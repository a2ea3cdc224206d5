//! Configuration management for Prospect
//!
//! This module handles loading, parsing, validating, and managing
//! configuration from files, environment variables, and CLI overrides.

use crate::error::{ProspectError, Result};
use serde::{Deserialize, Serialize};
use std::path::Path;

/// Main configuration structure for Prospect
///
/// This structure holds all configuration needed by the dashboard client,
/// including backend API settings, session storage behavior, and the
/// interactive dashboard defaults.
#[derive(Debug, Clone, Serialize, Deserialize)]
pub struct Config {
    /// Backend API configuration
    #[serde(default)]
    pub api: ApiConfig,

    /// Session storage configuration
    #[serde(default)]
    pub session: SessionConfig,

    /// Interactive dashboard configuration
    #[serde(default)]
    pub dash: DashConfig,
}

/// Backend API configuration
#[derive(Debug, Clone, Serialize, Deserialize)]
pub struct ApiConfig {
    /// Base URL of the backend REST API
    #[serde(default = "default_base_url")]
    pub base_url: String,

    /// Request timeout in seconds
    #[serde(default = "default_timeout")]
    pub timeout_seconds: u64,

    /// CSRF token attached as `X-CSRF-TOKEN` on every request when set
    ///
    /// The web frontend sources this from page metadata; here it comes from
    /// the config file or the `PROSPECT_CSRF_TOKEN` environment variable.
    #[serde(default)]
    pub csrf_token: Option<String>,
}

fn default_base_url() -> String {
    "http://localhost:8000/api".to_string()
}

fn default_timeout() -> u64 {
    30
}

impl Default for ApiConfig {
    fn default() -> Self {
        Self {
            base_url: default_base_url(),
            timeout_seconds: default_timeout(),
            csrf_token: None,
        }
    }
}

/// Session storage configuration
#[derive(Debug, Clone, Serialize, Deserialize)]
pub struct SessionConfig {
    /// Directory holding the session file
    ///
    /// Defaults to the platform data directory when unset. Tests point this
    /// at a temporary directory through `PROSPECT_SESSION_DIR`.
    #[serde(default)]
    pub directory: Option<std::path::PathBuf>,

    /// Hours before a stored session counts as expired
    #[serde(default = "default_session_ttl_hours")]
    pub ttl_hours: i64,
}

fn default_session_ttl_hours() -> i64 {
    24
}

impl Default for SessionConfig {
    fn default() -> Self {
        Self {
            directory: None,
            ttl_hours: default_session_ttl_hours(),
        }
    }
}

/// Interactive dashboard configuration
#[derive(Debug, Clone, Serialize, Deserialize)]
pub struct DashConfig {
    /// Tab shown after login: "commercials", "quotas", "prospections",
    /// "permissions" or "profile"
    #[serde(default = "default_dash_tab")]
    pub default_tab: String,

    /// Show the welcome banner when the dashboard starts
    #[serde(default = "default_show_banner")]
    pub show_banner: bool,
}

fn default_dash_tab() -> String {
    "commercials".to_string()
}

fn default_show_banner() -> bool {
    true
}

impl Default for DashConfig {
    fn default() -> Self {
        Self {
            default_tab: default_dash_tab(),
            show_banner: default_show_banner(),
        }
    }
}

/// Tab names accepted by `dash.default_tab`
const VALID_TABS: [&str; 5] = [
    "commercials",
    "quotas",
    "prospections",
    "permissions",
    "profile",
];

impl Config {
    /// Load configuration from file with environment and CLI overrides
    ///
    /// # Arguments
    ///
    /// * `path` - Path to configuration file
    /// * `cli` - CLI arguments for overrides
    ///
    /// # Returns
    ///
    /// Returns the loaded and merged configuration
    ///
    /// # Errors
    ///
    /// Returns error if file cannot be read or parsed
    pub fn load(path: &str, cli: &crate::cli::Cli) -> Result<Self> {
        let mut config = if Path::new(path).exists() {
            Self::from_file(path)?
        } else {
            tracing::warn!("Config file not found at {}, using defaults", path);
            Self::default()
        };

        config.apply_env_vars();
        config.apply_cli_overrides(cli);

        Ok(config)
    }

    fn from_file(path: &str) -> Result<Self> {
        let contents = std::fs::read_to_string(path)
            .map_err(|e| ProspectError::Config(format!("Failed to read config file: {}", e)))?;
        serde_yaml::from_str(&contents)
            .map_err(|e| ProspectError::Config(format!("Failed to parse config: {}", e)).into())
    }

    fn apply_env_vars(&mut self) {
        if let Ok(base_url) = std::env::var("PROSPECT_API_BASE_URL") {
            tracing::debug!(base_url = %base_url, "Env override: PROSPECT_API_BASE_URL");
            self.api.base_url = base_url;
        }

        if let Ok(timeout) = std::env::var("PROSPECT_API_TIMEOUT_SECONDS") {
            if let Ok(value) = timeout.parse() {
                self.api.timeout_seconds = value;
            } else {
                tracing::warn!("Invalid PROSPECT_API_TIMEOUT_SECONDS: {}", timeout);
            }
        }

        if let Ok(csrf) = std::env::var("PROSPECT_CSRF_TOKEN") {
            self.api.csrf_token = Some(csrf);
        }

        if let Ok(dir) = std::env::var("PROSPECT_SESSION_DIR") {
            tracing::debug!(dir = %dir, "Env override: PROSPECT_SESSION_DIR");
            self.session.directory = Some(std::path::PathBuf::from(dir));
        }

        if let Ok(ttl) = std::env::var("PROSPECT_SESSION_TTL_HOURS") {
            if let Ok(value) = ttl.parse() {
                self.session.ttl_hours = value;
            } else {
                tracing::warn!("Invalid PROSPECT_SESSION_TTL_HOURS: {}", ttl);
            }
        }

        if let Ok(tab) = std::env::var("PROSPECT_DEFAULT_TAB") {
            self.dash.default_tab = tab;
        }
    }

    fn apply_cli_overrides(&mut self, cli: &crate::cli::Cli) {
        if let Some(base_url) = &cli.api_base_url {
            tracing::debug!(base_url = %base_url, "CLI override: --api-base-url");
            self.api.base_url = base_url.clone();
        }

        if cli.verbose {
            tracing::debug!("Verbose mode enabled");
        }
    }

    /// Validate the configuration
    ///
    /// Ensures all configuration values are within acceptable ranges
    /// and that required fields are properly set.
    ///
    /// # Returns
    ///
    /// Returns Ok if configuration is valid
    ///
    /// # Errors
    ///
    /// Returns error if any validation check fails
    pub fn validate(&self) -> Result<()> {
        if self.api.base_url.is_empty() {
            return Err(ProspectError::Config("api.base_url cannot be empty".to_string()).into());
        }

        let parsed = url::Url::parse(&self.api.base_url)
            .map_err(|e| ProspectError::Config(format!("Invalid api.base_url: {}", e)))?;
        if parsed.scheme() != "http" && parsed.scheme() != "https" {
            return Err(ProspectError::Config(format!(
                "api.base_url must use http or https, got: {}",
                parsed.scheme()
            ))
            .into());
        }

        if self.api.timeout_seconds == 0 {
            return Err(ProspectError::Config(
                "api.timeout_seconds must be greater than 0".to_string(),
            )
            .into());
        }

        if self.session.ttl_hours <= 0 {
            return Err(ProspectError::Config(
                "session.ttl_hours must be greater than 0".to_string(),
            )
            .into());
        }

        if !VALID_TABS.contains(&self.dash.default_tab.as_str()) {
            return Err(ProspectError::Config(format!(
                "Invalid dash.default_tab: {}. Must be one of: {}",
                self.dash.default_tab,
                VALID_TABS.join(", ")
            ))
            .into());
        }

        Ok(())
    }
}

impl Default for Config {
    fn default() -> Self {
        Self {
            api: ApiConfig::default(),
            session: SessionConfig::default(),
            dash: DashConfig::default(),
        }
    }
}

# Directions
Your answer should be only a number: how many lines of the data above contain the string "PathBuf"?

# Response
2